Yehuda Amichai foi, há gerações, o poeta mais proeminente em Israel e uma das principais figuras da poesia mundial desde meados da década de 1960. (The Times, Londres, outubro de 2000)
Foi premiado com o Prêmio Shlonsky de 1957, o Prêmio Brenner de 1969, o Prêmio Bialik de 1976 e o Prêmio Israel de 1982 . Ele também ganhou prêmios internacionais de poesia: 1994 - Prêmio Malraux: Feira Internacional do Livro (França), 1995 - Prêmio Golden Wreath da Macedônia: Festival Internacional de Poesia e muito mais.
(...) A poesia de Amichai trata de questões da vida cotidiana e de questões filosóficas do significado da vida e da morte. Seu trabalho é caracterizado por ironia gentil e imagens originais, muitas vezes surpreendentes. Como muitos poetas seculares israelenses, ele luta com a fé religiosa.

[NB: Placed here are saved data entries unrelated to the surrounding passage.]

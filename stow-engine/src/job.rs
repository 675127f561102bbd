// SPDX-License-Identifier: AGPL-3.0-or-later
//! Job requests, identities and snapshots

use chrono::{DateTime, Utc};
use serde::{Deserialize, Serialize};
use std::fmt;
use std::str::FromStr;
use uuid::Uuid;

use stow_core::{FailureClass, QualifiedPath, Side, StorageDescriptor, StowError, StowResult};

use crate::archive::ArchiveFormat;

/// Unique job identifier
#[derive(Debug, Clone, Copy, PartialEq, Eq, Hash, PartialOrd, Ord, Serialize, Deserialize)]
#[serde(transparent)]
pub struct JobId(Uuid);

impl JobId {
    pub(crate) fn new() -> Self {
        Self(Uuid::new_v4())
    }
}

impl fmt::Display for JobId {
    fn fmt(&self, f: &mut fmt::Formatter<'_>) -> fmt::Result {
        write!(f, "{}", self.0.simple())
    }
}

impl FromStr for JobId {
    type Err = StowError;

    fn from_str(s: &str) -> StowResult<Self> {
        Uuid::parse_str(s)
            .map(Self)
            .map_err(|_| StowError::JobNotFound(s.to_string()))
    }
}

#[derive(Debug, Clone, Copy, PartialEq, Eq, Hash, Serialize, Deserialize)]
#[serde(rename_all = "lowercase")]
pub enum JobKind {
    Copy,
    Move,
    Delete,
    Mkdir,
    Compress,
    Extract,
    Upload,
    Download,
}

impl JobKind {
    pub fn as_str(&self) -> &'static str {
        match self {
            JobKind::Copy => "copy",
            JobKind::Move => "move",
            JobKind::Delete => "delete",
            JobKind::Mkdir => "mkdir",
            JobKind::Compress => "compress",
            JobKind::Extract => "extract",
            JobKind::Upload => "upload",
            JobKind::Download => "download",
        }
    }
}

impl fmt::Display for JobKind {
    fn fmt(&self, f: &mut fmt::Formatter<'_>) -> fmt::Result {
        f.write_str(self.as_str())
    }
}

#[derive(Debug, Clone, Copy, PartialEq, Eq, Serialize, Deserialize)]
#[serde(rename_all = "lowercase")]
pub enum JobStatus {
    Queued,
    Running,
    Succeeded,
    Failed,
    Cancelled,
}

impl JobStatus {
    pub fn is_terminal(&self) -> bool {
        matches!(self, JobStatus::Succeeded | JobStatus::Failed | JobStatus::Cancelled)
    }

    pub fn as_str(&self) -> &'static str {
        match self {
            JobStatus::Queued => "queued",
            JobStatus::Running => "running",
            JobStatus::Succeeded => "succeeded",
            JobStatus::Failed => "failed",
            JobStatus::Cancelled => "cancelled",
        }
    }
}

impl fmt::Display for JobStatus {
    fn fmt(&self, f: &mut fmt::Formatter<'_>) -> fmt::Result {
        f.write_str(self.as_str())
    }
}

/// Who tripped a job's cancellation signal
#[derive(Debug, Clone, Copy, PartialEq, Eq, Serialize, Deserialize)]
#[serde(rename_all = "lowercase")]
pub enum CancelCause {
    User,
    Timeout,
}

/// What to do when the destination already exists
#[derive(Debug, Clone, Copy, Default, PartialEq, Eq, Serialize, Deserialize)]
#[serde(rename_all = "lowercase")]
pub enum ConflictPolicy {
    #[default]
    Fail,
    Overwrite,
    Skip,
}

impl FromStr for ConflictPolicy {
    type Err = StowError;

    fn from_str(s: &str) -> StowResult<Self> {
        match s {
            "fail" => Ok(ConflictPolicy::Fail),
            "overwrite" => Ok(ConflictPolicy::Overwrite),
            "skip" => Ok(ConflictPolicy::Skip),
            other => Err(StowError::InvalidConfig(format!("unknown conflict policy: {other}"))),
        }
    }
}

#[derive(Debug, Clone, Copy, PartialEq, Eq, Serialize, Deserialize)]
#[serde(rename_all = "kebab-case")]
pub enum ItemStatus {
    Succeeded,
    SucceededWithWarning,
    Skipped,
    Failed,
}

impl ItemStatus {
    pub fn as_str(&self) -> &'static str {
        match self {
            ItemStatus::Succeeded => "succeeded",
            ItemStatus::SucceededWithWarning => "succeeded-with-warning",
            ItemStatus::Skipped => "skipped",
            ItemStatus::Failed => "failed",
        }
    }
}

/// Outcome of one file or directory within a job
#[derive(Debug, Clone, PartialEq, Eq, Serialize, Deserialize)]
pub struct ItemOutcome {
    pub source: Option<QualifiedPath>,
    pub destination: Option<QualifiedPath>,
    pub status: ItemStatus,
    pub bytes: u64,
    pub failure: Option<FailureClass>,
    /// Error text for failures, warning text for degraded successes
    pub message: Option<String>,
}

impl ItemOutcome {
    pub(crate) fn succeeded(source: Option<QualifiedPath>, destination: Option<QualifiedPath>, bytes: u64) -> Self {
        Self {
            source,
            destination,
            status: ItemStatus::Succeeded,
            bytes,
            failure: None,
            message: None,
        }
    }

    pub(crate) fn failed(source: Option<QualifiedPath>, destination: Option<QualifiedPath>, err: &StowError) -> Self {
        Self {
            source,
            destination,
            status: ItemStatus::Failed,
            bytes: 0,
            failure: Some(err.class()),
            message: Some(err.to_string()),
        }
    }

    /// A failure raised by one known end of a transfer
    pub(crate) fn failed_at(
        side: Side,
        source: Option<QualifiedPath>,
        destination: Option<QualifiedPath>,
        err: &StowError,
    ) -> Self {
        Self {
            failure: Some(err.class_at(side)),
            ..Self::failed(source, destination, err)
        }
    }

    pub(crate) fn skipped(source: Option<QualifiedPath>, destination: Option<QualifiedPath>, why: impl Into<String>) -> Self {
        Self {
            source,
            destination,
            status: ItemStatus::Skipped,
            bytes: 0,
            failure: None,
            message: Some(why.into()),
        }
    }

    pub(crate) fn with_warning(mut self, warning: impl Into<String>) -> Self {
        self.status = ItemStatus::SucceededWithWarning;
        self.message = Some(warning.into());
        self
    }

    pub fn is_failure(&self) -> bool {
        self.status == ItemStatus::Failed
    }
}

/// An error tagged with the end of the transfer that raised it
#[derive(Debug)]
pub(crate) struct SidedError {
    pub side: Side,
    pub error: StowError,
}

impl SidedError {
    pub(crate) fn source(error: StowError) -> Self {
        Self {
            side: Side::Source,
            error,
        }
    }

    pub(crate) fn destination(error: StowError) -> Self {
        Self {
            side: Side::Destination,
            error,
        }
    }

    pub(crate) fn is_cancel(&self) -> bool {
        matches!(self.error, StowError::Cancelled)
    }

    pub(crate) fn outcome(&self, source: Option<QualifiedPath>, destination: Option<QualifiedPath>) -> ItemOutcome {
        ItemOutcome::failed_at(self.side, source, destination, &self.error)
    }
}

impl From<SidedError> for StowError {
    fn from(err: SidedError) -> Self {
        err.error
    }
}

/// A request for one of the storage-side operations
#[derive(Debug, Clone)]
pub struct JobRequest {
    pub kind: JobKind,
    pub sources: Vec<QualifiedPath>,
    pub destination: Option<QualifiedPath>,
    pub conflict: ConflictPolicy,
    /// Archive format for compress/extract; inferred from the path when unset
    pub format: Option<ArchiveFormat>,
    /// Connect the destination from this descriptor instead of the registry
    pub unregistered_destination: Option<StorageDescriptor>,
}

impl JobRequest {
    fn new(kind: JobKind, sources: Vec<QualifiedPath>, destination: Option<QualifiedPath>) -> Self {
        Self {
            kind,
            sources,
            destination,
            conflict: ConflictPolicy::default(),
            format: None,
            unregistered_destination: None,
        }
    }

    /// Copy each source into the destination directory
    pub fn copy(sources: Vec<QualifiedPath>, destination_dir: QualifiedPath) -> Self {
        Self::new(JobKind::Copy, sources, Some(destination_dir))
    }

    /// Move each source into the destination directory
    pub fn move_to(sources: Vec<QualifiedPath>, destination_dir: QualifiedPath) -> Self {
        Self::new(JobKind::Move, sources, Some(destination_dir))
    }

    pub fn delete(sources: Vec<QualifiedPath>) -> Self {
        Self::new(JobKind::Delete, sources, None)
    }

    pub fn mkdir(path: QualifiedPath) -> Self {
        Self::new(JobKind::Mkdir, Vec::new(), Some(path))
    }

    /// Pack the sources into the archive at `archive`
    pub fn compress(sources: Vec<QualifiedPath>, archive: QualifiedPath) -> Self {
        Self::new(JobKind::Compress, sources, Some(archive))
    }

    /// Unpack `archive` into the destination directory
    pub fn extract(archive: QualifiedPath, destination_dir: QualifiedPath) -> Self {
        Self::new(JobKind::Extract, vec![archive], Some(destination_dir))
    }

    pub fn with_conflict(mut self, conflict: ConflictPolicy) -> Self {
        self.conflict = conflict;
        self
    }

    pub fn with_format(mut self, format: ArchiveFormat) -> Self {
        self.format = Some(format);
        self
    }

    /// Send the output to a storage that is not registered. The destination's
    /// storage id must match `descriptor.id`.
    pub fn to_unregistered(mut self, descriptor: StorageDescriptor) -> Self {
        self.unregistered_destination = Some(descriptor);
        self
    }

    pub(crate) fn check(&self) -> StowResult<()> {
        let invalid = |msg: &str| Err(StowError::InvalidConfig(format!("{} job: {msg}", self.kind)));
        let needs_sources = !matches!(self.kind, JobKind::Mkdir | JobKind::Upload);
        let needs_destination = !matches!(self.kind, JobKind::Delete | JobKind::Download);
        if needs_sources && self.sources.is_empty() {
            return invalid("no sources");
        }
        if needs_destination && self.destination.is_none() {
            return invalid("no destination");
        }
        if self.kind == JobKind::Extract && self.sources.len() != 1 {
            return invalid("exactly one archive expected");
        }
        if self.kind == JobKind::Compress {
            let storage = &self.sources[0].storage;
            if self.sources.iter().any(|s| &s.storage != storage) {
                return invalid("all sources must be on one storage");
            }
        }
        if let (Some(descriptor), Some(dest)) = (&self.unregistered_destination, &self.destination) {
            if descriptor.id != dest.storage {
                return invalid("unregistered destination id does not match");
            }
        }
        Ok(())
    }
}

/// Point-in-time copy of a job's record
#[derive(Debug, Clone, Serialize, Deserialize)]
pub struct JobSnapshot {
    pub id: JobId,
    pub kind: JobKind,
    pub sources: Vec<QualifiedPath>,
    pub destination: Option<QualifiedPath>,
    pub status: JobStatus,
    pub bytes_total: u64,
    pub bytes_done: u64,
    pub items: Vec<ItemOutcome>,
    pub created_at: DateTime<Utc>,
    pub started_at: Option<DateTime<Utc>>,
    pub finished_at: Option<DateTime<Utc>>,
    pub cancel_cause: Option<CancelCause>,
    /// Job-level failure, when the job failed as a whole
    pub error: Option<String>,
    pub failure: Option<FailureClass>,
}

impl JobSnapshot {
    pub fn items_failed(&self) -> usize {
        self.items.iter().filter(|i| i.is_failure()).count()
    }
}

#[cfg(test)]
mod tests {
    use super::*;

    fn q(s: &str, p: &str) -> QualifiedPath {
        QualifiedPath::parse(s, p).unwrap()
    }

    #[test]
    fn test_request_shapes() {
        assert!(JobRequest::copy(vec![q("a", "x")], q("b", "/")).check().is_ok());
        assert!(JobRequest::copy(vec![], q("b", "/")).check().is_err());
        assert!(JobRequest::delete(vec![q("a", "x")]).check().is_ok());
        assert!(JobRequest::mkdir(q("a", "new")).check().is_ok());
        assert!(JobRequest::compress(vec![q("a", "x"), q("b", "y")], q("a", "out.zip"))
            .check()
            .is_err());

        let other = StorageDescriptor::new("elsewhere", stow_core::StorageKind::Memory, "X");
        assert!(JobRequest::copy(vec![q("a", "x")], q("b", "/"))
            .to_unregistered(other)
            .check()
            .is_err());
    }

    #[test]
    fn test_job_id_round_trip() {
        let id = JobId::new();
        assert_eq!(id.to_string().parse::<JobId>().unwrap(), id);
        assert!(matches!("nope".parse::<JobId>(), Err(StowError::JobNotFound(_))));
    }

    #[test]
    fn test_conflict_policy_parse() {
        assert_eq!("skip".parse::<ConflictPolicy>().unwrap(), ConflictPolicy::Skip);
        assert!("merge".parse::<ConflictPolicy>().is_err());
    }
}
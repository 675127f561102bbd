// SPDX-License-Identifier: AGPL-3.0-or-later
//! Stowage Core
//!
//! Core traits and types shared by the storage drivers and the engine.

pub mod backend;
pub mod descriptor;
pub mod endpoint;
pub mod entry;
pub mod error;
pub mod path;
pub mod stream;

pub use backend::{BoxSink, ByteSink, ByteStream, Capabilities, StorageDriver};
pub use descriptor::{StorageDescriptor, StorageKind};
pub use endpoint::{BackendFactory, ResolvedEndpoint};
pub use entry::{EntryKind, EntryMeta};
pub use error::{ErrorReport, FailureClass, Side, StowError, StowResult};
pub use path::{QualifiedPath, StoragePath};
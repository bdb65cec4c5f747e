//! Triangle primitive.
//!
//! Uses the Möller-Trumbore algorithm for ray-triangle intersection.

use crate::{Material, HIT_EPSILON};
use lumen_math::{Aabb, Ray, Vec3};

/// Below this |det| the ray is treated as parallel to the triangle.
const DET_EPSILON: f32 = 1e-8;

/// Möller-Trumbore ray-triangle intersection.
///
/// Reports hits on either side of the triangle; back-face culling is up to
/// the caller. Returns the hit distance in `(HIT_EPSILON, t_max)`.
pub fn intersect_triangle(v0: Vec3, v1: Vec3, v2: Vec3, ray: &Ray, t_max: f32) -> Option<f32> {
    let edge1 = v1 - v0;
    let edge2 = v2 - v0;

    let h = ray.direction.cross(edge2);
    let det = edge1.dot(h);

    // Ray is parallel to triangle
    if det.abs() < DET_EPSILON {
        return None;
    }

    let f = 1.0 / det;
    let s = ray.origin - v0;
    let u = f * s.dot(h);
    if !(0.0..=1.0).contains(&u) {
        return None;
    }

    let q = s.cross(edge1);
    let v = f * ray.direction.dot(q);
    if v < 0.0 || u + v > 1.0 {
        return None;
    }

    let t = f * edge2.dot(q);
    (t > HIT_EPSILON && t < t_max).then_some(t)
}

/// Geometric normal of a counter-clockwise triangle (zero if degenerate).
pub(crate) fn face_normal(v0: Vec3, v1: Vec3, v2: Vec3) -> Vec3 {
    (v1 - v0).cross(v2 - v0).normalize_or_zero()
}

/// Bounding box of three points.
pub(crate) fn triangle_bounds(v0: Vec3, v1: Vec3, v2: Vec3) -> Aabb {
    Aabb::from_points(v0.min(v1).min(v2), v0.max(v1).max(v2))
}

/// A standalone triangle that owns its three vertices.
///
/// Triangles that belong to a [`crate::Polyhedron`] share the polyhedron's
/// vertex buffer instead; see [`crate::TriangleRef`].
#[derive(Debug, Clone)]
pub struct Triangle {
    vertices: [Vec3; 3],
    /// Pre-computed face normal (unit length, CCW winding)
    normal: Vec3,
    material: Material,
    bbox: Aabb,
}

impl Triangle {
    /// Create a new triangle from three counter-clockwise vertices.
    pub fn new(v0: Vec3, v1: Vec3, v2: Vec3, material: Material) -> Self {
        Self {
            vertices: [v0, v1, v2],
            normal: face_normal(v0, v1, v2),
            material,
            bbox: triangle_bounds(v0, v1, v2),
        }
    }

    pub fn vertices(&self) -> &[Vec3; 3] {
        &self.vertices
    }

    pub fn normal(&self) -> Vec3 {
        self.normal
    }

    pub fn material(&self) -> &Material {
        &self.material
    }

    pub fn bounding_box(&self) -> Aabb {
        self.bbox
    }

    /// True if the vertices are collinear.
    pub fn is_degenerate(&self) -> bool {
        self.normal == Vec3::ZERO
    }

    pub fn intersect(&self, ray: &Ray, t_max: f32) -> Option<f32> {
        let [v0, v1, v2] = self.vertices;
        intersect_triangle(v0, v1, v2, ray, t_max)
    }
}
use crate::{Ray, Vec3};

/// Axis-Aligned Bounding Box used by the grid and the photon map.
///
/// Stored as two corner points. A box built through `from_points` or grown
/// with `grow`/`surrounding` keeps `min <= max` componentwise; only
/// `Aabb::EMPTY` violates it, so that it acts as the identity for `surrounding`.
#[derive(Debug, Copy, Clone, PartialEq)]
pub struct Aabb {
    pub min: Vec3,
    pub max: Vec3,
}

impl Aabb {
    /// An empty AABB (contains nothing).
    pub const EMPTY: Aabb = Aabb {
        min: Vec3::splat(f32::INFINITY),
        max: Vec3::splat(f32::NEG_INFINITY),
    };

    /// Create an AABB from two corner points, in any order.
    pub fn from_points(a: Vec3, b: Vec3) -> Self {
        Self {
            min: a.min(b),
            max: a.max(b),
        }
    }

    /// Create an AABB that surrounds two other AABBs.
    pub fn surrounding(box0: &Aabb, box1: &Aabb) -> Self {
        Self {
            min: box0.min.min(box1.min),
            max: box0.max.max(box1.max),
        }
    }

    /// Grow the box so it contains `p`.
    pub fn grow(&mut self, p: Vec3) {
        self.min = self.min.min(p);
        self.max = self.max.max(p);
    }

    /// True if nothing has been added to the box yet.
    pub fn is_empty(&self) -> bool {
        self.min.x > self.max.x || self.min.y > self.max.y || self.min.z > self.max.z
    }

    /// Expand every face outwards by `margin`.
    pub fn padded(&self, margin: f32) -> Self {
        Self {
            min: self.min - Vec3::splat(margin),
            max: self.max + Vec3::splat(margin),
        }
    }

    /// Size of the box along each axis.
    pub fn extent(&self) -> Vec3 {
        self.max - self.min
    }

    /// Returns the index (0=X, 1=Y, 2=Z) of the axis with the longest extent.
    ///
    /// Ties resolve towards Z, then Y.
    pub fn longest_axis(&self) -> usize {
        let size = self.extent();

        if size.x > size.y && size.x > size.z {
            0
        } else if size.y > size.z {
            1
        } else {
            2
        }
    }

    /// Returns the center point of the bounding box.
    pub fn centroid(&self) -> Vec3 {
        (self.min + self.max) * 0.5
    }

    /// The eight corners of the box.
    pub fn corners(&self) -> [Vec3; 8] {
        let (lo, hi) = (self.min, self.max);
        [
            Vec3::new(lo.x, lo.y, lo.z),
            Vec3::new(hi.x, lo.y, lo.z),
            Vec3::new(lo.x, hi.y, lo.z),
            Vec3::new(hi.x, hi.y, lo.z),
            Vec3::new(lo.x, lo.y, hi.z),
            Vec3::new(hi.x, lo.y, hi.z),
            Vec3::new(lo.x, hi.y, hi.z),
            Vec3::new(hi.x, hi.y, hi.z),
        ]
    }

    /// True if the two boxes share any volume (touching faces count).
    pub fn overlaps(&self, other: &Aabb) -> bool {
        self.min.cmple(other.max).all() && other.min.cmple(self.max).all()
    }

    /// Slab test. Returns the entry distance along the ray if it crosses the box.
    ///
    /// The entry distance is negative when the ray origin is inside the box;
    /// callers clamp it to zero. A box lying entirely behind the ray is a miss.
    pub fn intersect(&self, ray: &Ray) -> Option<f32> {
        let inv_dir = ray.direction.recip();
        let t0 = (self.min - ray.origin) * inv_dir;
        let t1 = (self.max - ray.origin) * inv_dir;

        let t_min = t0.min(t1).max_element();
        let t_max = t0.max(t1).min_element();

        if t_max < 0.0 || t_min > t_max {
            return None;
        }
        Some(t_min)
    }
}

#[cfg(test)]
mod tests {
    use super::*;

    fn unit_box() -> Aabb {
        Aabb::from_points(Vec3::new(-1.0, -1.0, -1.0), Vec3::new(1.0, 1.0, 1.0))
    }

    fn on_surface(aabb: &Aabb, p: Vec3, eps: f32) -> bool {
        let inside = p.cmpge(aabb.min - Vec3::splat(eps)).all()
            && p.cmple(aabb.max + Vec3::splat(eps)).all();
        let near_face = (p - aabb.min).abs().min_element() < eps
            || (p - aabb.max).abs().min_element() < eps;
        inside && near_face
    }

    #[test]
    fn test_aabb_from_points() {
        let aabb = Aabb::from_points(Vec3::new(10.0, 0.0, 10.0), Vec3::new(0.0, 10.0, 0.0));

        assert_eq!(aabb.min, Vec3::ZERO);
        assert_eq!(aabb.max, Vec3::splat(10.0));
    }

    #[test]
    fn test_aabb_surrounding() {
        let box1 = Aabb::from_points(Vec3::ZERO, Vec3::new(5.0, 5.0, 5.0));
        let box2 = Aabb::from_points(Vec3::new(3.0, 3.0, 3.0), Vec3::new(10.0, 10.0, 10.0));
        let surrounding = Aabb::surrounding(&box1, &box2);

        assert_eq!(surrounding.min.x, 0.0);
        assert_eq!(surrounding.max.x, 10.0);

        // EMPTY is the identity
        assert_eq!(Aabb::surrounding(&Aabb::EMPTY, &box1), box1);
    }

    #[test]
    fn test_aabb_grow_and_empty() {
        let mut aabb = Aabb::EMPTY;
        assert!(aabb.is_empty());

        aabb.grow(Vec3::new(1.0, 2.0, 3.0));
        aabb.grow(Vec3::new(-1.0, 0.0, 5.0));
        assert!(!aabb.is_empty());
        assert_eq!(aabb.min, Vec3::new(-1.0, 0.0, 3.0));
        assert_eq!(aabb.max, Vec3::new(1.0, 2.0, 5.0));
    }

    #[test]
    fn test_aabb_hit_from_outside_lands_on_surface() {
        let aabb = unit_box();
        let ray = Ray::new(Vec3::new(0.3, 0.2, -5.0), Vec3::new(0.0, 0.0, 1.0));

        let t = aabb.intersect(&ray).expect("ray should hit the box");
        assert!((t - 4.0).abs() < 1e-5);
        assert!(on_surface(&aabb, ray.at(t), 1e-4));

        // Oblique ray through a corner region
        let ray = Ray::new(Vec3::new(-3.0, -2.5, -4.0), Vec3::new(1.0, 0.8, 1.3));
        let t = aabb.intersect(&ray).expect("oblique ray should hit");
        assert!(on_surface(&aabb, ray.at(t), 1e-4));
    }

    #[test]
    fn test_aabb_inside_origin_gives_negative_entry() {
        let aabb = unit_box();
        let ray = Ray::new(Vec3::ZERO, Vec3::X);
        let t = aabb.intersect(&ray).expect("origin inside the box");
        assert!(t < 0.0);
    }

    #[test]
    fn test_aabb_miss() {
        let aabb = unit_box();

        // Ray pointing away
        let ray = Ray::new(Vec3::new(0.0, 0.0, -5.0), Vec3::new(0.0, 0.0, -1.0));
        assert!(aabb.intersect(&ray).is_none());

        // Ray passing beside the box
        let ray = Ray::new(Vec3::new(10.0, 0.0, 0.0), Vec3::new(0.0, 0.0, 1.0));
        assert!(aabb.intersect(&ray).is_none());
    }

    #[test]
    fn test_aabb_centroid_and_extent() {
        let aabb = Aabb::from_points(Vec3::new(0.0, 0.0, 0.0), Vec3::new(10.0, 4.0, 2.0));

        assert_eq!(aabb.centroid(), Vec3::new(5.0, 2.0, 1.0));
        assert_eq!(aabb.extent(), Vec3::new(10.0, 4.0, 2.0));
        assert_eq!(aabb.padded(0.5).min, Vec3::splat(-0.5));
    }

    #[test]
    fn test_aabb_longest_axis() {
        let aabb_x = Aabb::from_points(Vec3::ZERO, Vec3::new(10.0, 1.0, 1.0));
        assert_eq!(aabb_x.longest_axis(), 0);

        let aabb_y = Aabb::from_points(Vec3::ZERO, Vec3::new(1.0, 10.0, 1.0));
        assert_eq!(aabb_y.longest_axis(), 1);

        let aabb_z = Aabb::from_points(Vec3::ZERO, Vec3::new(1.0, 1.0, 10.0));
        assert_eq!(aabb_z.longest_axis(), 2);

        let cube = Aabb::from_points(Vec3::ZERO, Vec3::ONE);
        assert_eq!(cube.longest_axis(), 2);
    }

    #[test]
    fn test_aabb_overlaps() {
        let a = Aabb::from_points(Vec3::ZERO, Vec3::ONE);
        let b = Aabb::from_points(Vec3::splat(0.5), Vec3::splat(2.0));
        let c = Aabb::from_points(Vec3::splat(3.0), Vec3::splat(4.0));

        assert!(a.overlaps(&b));
        assert!(!a.overlaps(&c));
    }
}
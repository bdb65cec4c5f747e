use std::path::PathBuf;

use clap::{Parser, ValueEnum};
use log::LevelFilter;

/// Log levels accepted on the command line
#[derive(Debug, Clone, Copy, ValueEnum)]
pub enum LogLevel {
    Error,
    Warn,
    Info,
    Debug,
    Trace,
}

impl From<LogLevel> for LevelFilter {
    fn from(level: LogLevel) -> Self {
        match level {
            LogLevel::Error => LevelFilter::Error,
            LogLevel::Warn => LevelFilter::Warn,
            LogLevel::Info => LevelFilter::Info,
            LogLevel::Debug => LevelFilter::Debug,
            LogLevel::Trace => LevelFilter::Trace,
        }
    }
}

/// Command line arguments
#[derive(Parser, Debug)]
#[command(name = "lumen")]
#[command(about = "Photon-mapping ray tracer")]
pub struct Args {
    /// Image width in pixels
    #[arg(long, default_value = "640")]
    pub width: u32,

    /// Image height in pixels
    #[arg(long, default_value = "480")]
    pub height: u32,

    /// Sub-pixel samples per axis (n x n samples per pixel)
    #[arg(long, short = 's', default_value = "2")]
    pub samples: u32,

    /// TOML render config; flags below override its values
    #[arg(long, short = 'c')]
    pub config: Option<PathBuf>,

    /// Output PNG path
    #[arg(long, short = 'o', default_value = "render.png")]
    pub output: PathBuf,

    #[arg(long, default_value = "info")]
    pub log_level: LogLevel,

    /// Number of photons to store
    #[arg(long)]
    pub photons: Option<usize>,

    /// Maximum reflection depth
    #[arg(long)]
    pub depth: Option<u32>,

    /// Base random seed
    #[arg(long)]
    pub seed: Option<u64>,

    /// Jitter samples inside their sub-pixel strata
    #[arg(long)]
    pub jitter: bool,
}
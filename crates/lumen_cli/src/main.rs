//! Lumen command line renderer.
//!
//! Builds the demo scene, renders it with photon-mapped global illumination
//! and writes a PNG.

mod cli;
mod demo;

use anyhow::{Context, Result};
use clap::Parser;
use lumen_renderer::{RayTracer, RenderConfig};

use cli::Args;

/// Merge the optional config file with command line overrides.
fn load_config(args: &Args) -> Result<RenderConfig> {
    let mut config = match &args.config {
        Some(path) => RenderConfig::from_file(path)
            .with_context(|| format!("Failed to load config {}", path.display()))?,
        None => RenderConfig::default(),
    };

    if let Some(photons) = args.photons {
        config.photon_count = photons;
    }
    if let Some(depth) = args.depth {
        config.max_depth = depth;
    }
    if let Some(seed) = args.seed {
        config.seed = seed;
    }
    if args.jitter {
        config.jitter = true;
    }

    config.validate()?;
    Ok(config)
}

fn main() -> Result<()> {
    let args = Args::parse();

    env_logger::Builder::from_default_env()
        .filter_level(args.log_level.into())
        .init();

    log::info!("Starting Lumen");

    let config = load_config(&args)?;
    log::debug!("{:?}", config);

    let scene = demo::build_scene().context("Failed to build demo scene")?;
    let camera = demo::camera(args.width, args.height, args.samples);

    let single_precision = config.single_precision_srgb;
    let tracer = RayTracer::new(&scene, config);
    let (image, _stats) = tracer.render(&camera);

    let bytes = if single_precision {
        image.to_srgb8_f32()
    } else {
        image.to_srgb8()
    };
    let rgb = image::RgbImage::from_raw(image.width, image.height, bytes)
        .context("Image buffer size does not match its dimensions")?;
    rgb.save(&args.output)
        .with_context(|| format!("Failed to write {}", args.output.display()))?;

    log::info!("Saved {}", args.output.display());
    Ok(())
}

Seus poemas estão cheios de referências a Deus e à experiência religiosa. Ele foi descrito como um poeta filósofo em busca de um humanismo pós- teológico .
Amichai foi creditado com uma "habilidade rara de transformar a situação de amor pessoal, mesmo privada, com todas as suas alegrias e agonia, na experiência de todos, fazendo seu próprio tempo e lugar geral".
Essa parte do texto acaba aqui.